AIM OF THE EXERCISE: A verbatim transcription of every record below is required.

__________________________________________________

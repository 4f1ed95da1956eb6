//! int8 operand encoding and symmetric quantizers.
//!
//! candle has no `i8` dtype. int8 operands are either `U8` tensors whose bytes
//! are two's-complement `i8` values or `I64` tensors whose values already lie
//! in `[-128, 127]`. Quantizers emit the `U8` form.

use candle_core::{DType, Device, Tensor};
use opkit_core::{dtype::ensure_float, host::read_f32, OpError, Result};

/// Largest magnitude produced by the symmetric quantizers.
pub const QMAX: f32 = 127.0;

/// Reads an int8 operand as signed bytes.
pub fn decode_int8(tensor: &Tensor, name: &str) -> Result<Vec<i8>> {
    let flat = tensor.flatten_all()?;
    match flat.dtype() {
        DType::U8 => Ok(flat.to_vec1::<u8>()?.into_iter().map(|b| b as i8).collect()),
        DType::I64 => flat
            .to_vec1::<i64>()?
            .into_iter()
            .map(|v| {
                i8::try_from(v).map_err(|_| {
                    OpError::dtype(format!("{name} holds {v}, outside the int8 range"))
                })
            })
            .collect(),
        other => Err(OpError::dtype(format!(
            "{name} must be an int8 tensor (u8 bytes or i64 values), got {other:?}"
        ))),
    }
}

/// Packs signed bytes into a `U8` tensor.
pub fn encode_int8(values: &[i8], dims: &[usize], device: &Device) -> Result<Tensor> {
    let bytes: Vec<u8> = values.iter().map(|&v| v as u8).collect();
    Ok(Tensor::from_vec(bytes, dims, device)?)
}

/// Quantizes each `width`-wide row with scale `max|row| / 127`; all-zero rows
/// get scale 1.
fn quantize_rows(values: &[f32], width: usize) -> (Vec<i8>, Vec<f32>) {
    let mut quantized = Vec::with_capacity(values.len());
    let mut scales = Vec::with_capacity(values.len() / width.max(1));
    for row in values.chunks(width.max(1)) {
        let amax = row.iter().fold(0.0f32, |acc, v| acc.max(v.abs()));
        let scale = if amax > 0.0 { amax / QMAX } else { 1.0 };
        quantized.extend(row.iter().map(|v| (v / scale).round().clamp(-QMAX, QMAX) as i8));
        scales.push(scale);
    }
    (quantized, scales)
}

/// Per-token quantization of `x` (`[.., K]`): returns `xq` with the same dims
/// and an `F32` scale shaped `[.., 1]`.
pub fn quantize_per_token(x: &Tensor) -> Result<(Tensor, Tensor)> {
    ensure_float(x.dtype(), "x")?;
    let dims = x.dims().to_vec();
    let Some(&width) = dims.last() else {
        return Err(OpError::shape("x must have at least one dim"));
    };
    let (q, scales) = quantize_rows(&read_f32(x)?, width);
    let mut scale_dims = dims.clone();
    if let Some(last) = scale_dims.last_mut() {
        *last = 1;
    }
    Ok((
        encode_int8(&q, &dims, x.device())?,
        Tensor::from_vec(scales, scale_dims, x.device())?,
    ))
}

/// Per-output-channel quantization of weights `w` (`[B, N, K]`): returns
/// `wq` and an `F32` scale shaped `[B, 1, N]`.
pub fn quantize_per_channel(w: &Tensor) -> Result<(Tensor, Tensor)> {
    ensure_float(w.dtype(), "w")?;
    let (b, n, k) = w.dims3().map_err(|_| OpError::shape(format!("w must be [B, N, K], got {:?}", w.dims())))?;
    let (q, scales) = quantize_rows(&read_f32(w)?, k);
    Ok((
        encode_int8(&q, &[b, n, k], w.device())?,
        Tensor::from_vec(scales, (b, 1, n), w.device())?,
    ))
}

__________________________________________________

EXERCISE RESULT:
repository 4f1ed95da1956eb6
//! int8 operand encoding and symmetric quantizers.
//!
//! candle has no `i8` dtype. int8 operands are either `U8` tensors whose bytes
//! are two's-complement `i8` values or `I64` tensors whose values already lie
//! in `[-128, 127]`. Quantizers emit the `U8` form.

use candle_core::{DType, Device, Tensor};
use opkit_core::{dtype::ensure_float, host::read_f32, OpError, Result};

/// Largest magnitude produced by the symmetric quantizers.
pub const QMAX: f32 = 127.0;

/// Reads an int8 operand as signed bytes.
pub fn decode_int8(tensor: &Tensor, name: &str) -> Result<Vec<i8>> {
    let flat = tensor.flatten_all()?;
    match flat.dtype() {
        DType::U8 => Ok(flat.to_vec1::<u8>()?.into_iter().map(|b| b as i8).collect()),
        DType::I64 => flat
            .to_vec1::<i64>()?
            .into_iter()
            .map(|v| {
                i8::try_from(v).map_err(|_| {
                    OpError::dtype(format!("{name} holds {v}, outside the int8 range"))
                })
            })
            .collect(),
        other => Err(OpError::dtype(format!(
            "{name} must be an int8 tensor (u8 bytes or i64 values), got {other:?}"
        ))),
    }
}

/// Packs signed bytes into a `U8` tensor.
pub fn encode_int8(values: &[i8], dims: &[usize], device: &Device) -> Result<Tensor> {
    let bytes: Vec<u8> = values.iter().map(|&v| v as u8).collect();
    Ok(Tensor::from_vec(bytes, dims, device)?)
}

/// Quantizes each `width`-wide row with scale `max|row| / 127`; all-zero rows
/// get scale 1.
fn quantize_rows(values: &[f32], width: usize) -> (Vec<i8>, Vec<f32>) {
    let mut quantized = Vec::with_capacity(values.len());
    let mut scales = Vec::with_capacity(values.len() / width.max(1));
    for row in values.chunks(width.max(1)) {
        let amax = row.iter().fold(0.0f32, |acc, v| acc.max(v.abs()));
        let scale = if amax > 0.0 { amax / QMAX } else { 1.0 };
        quantized.extend(row.iter().map(|v| (v / scale).round().clamp(-QMAX, QMAX) as i8));
        scales.push(scale);
    }
    (quantized, scales)
}

/// Per-token quantization of `x` (`[.., K]`): returns `xq` with the same dims
/// and an `F32` scale shaped `[.., 1]`.
pub fn quantize_per_token(x: &Tensor) -> Result<(Tensor, Tensor)> {
    ensure_float(x.dtype(), "x")?;
    let dims = x.dims().to_vec();
    let Some(&width) = dims.last() else {
        return Err(OpError::shape("x must have at least one dim"));
    };
    let (q, scales) = quantize_rows(&read_f32(x)?, width);
    let mut scale_dims = dims.clone();
    if let Some(last) = scale_dims.last_mut() {
        *last = 1;
    }
    Ok((
        encode_int8(&q, &dims, x.device())?,
        Tensor::from_vec(scales, scale_dims, x.device())?,
    ))
}

/// Per-output-channel quantization of weights `w` (`[B, N, K]`): returns
/// `wq` and an `F32` scale shaped `[B, 1, N]`.
pub fn quantize_per_channel(w: &Tensor) -> Result<(Tensor, Tensor)> {
    ensure_float(w.dtype(), "w")?;
    let (b, n, k) = w.dims3().map_err(|_| OpError::shape(format!("w must be [B, N, K], got {:?}", w.dims())))?;
    let (q, scales) = quantize_rows(&read_f32(w)?, k);
    Ok((
        encode_int8(&q, &[b, n, k], w.device())?,
        Tensor::from_vec(scales, (b, 1, n), w.device())?,
    ))
}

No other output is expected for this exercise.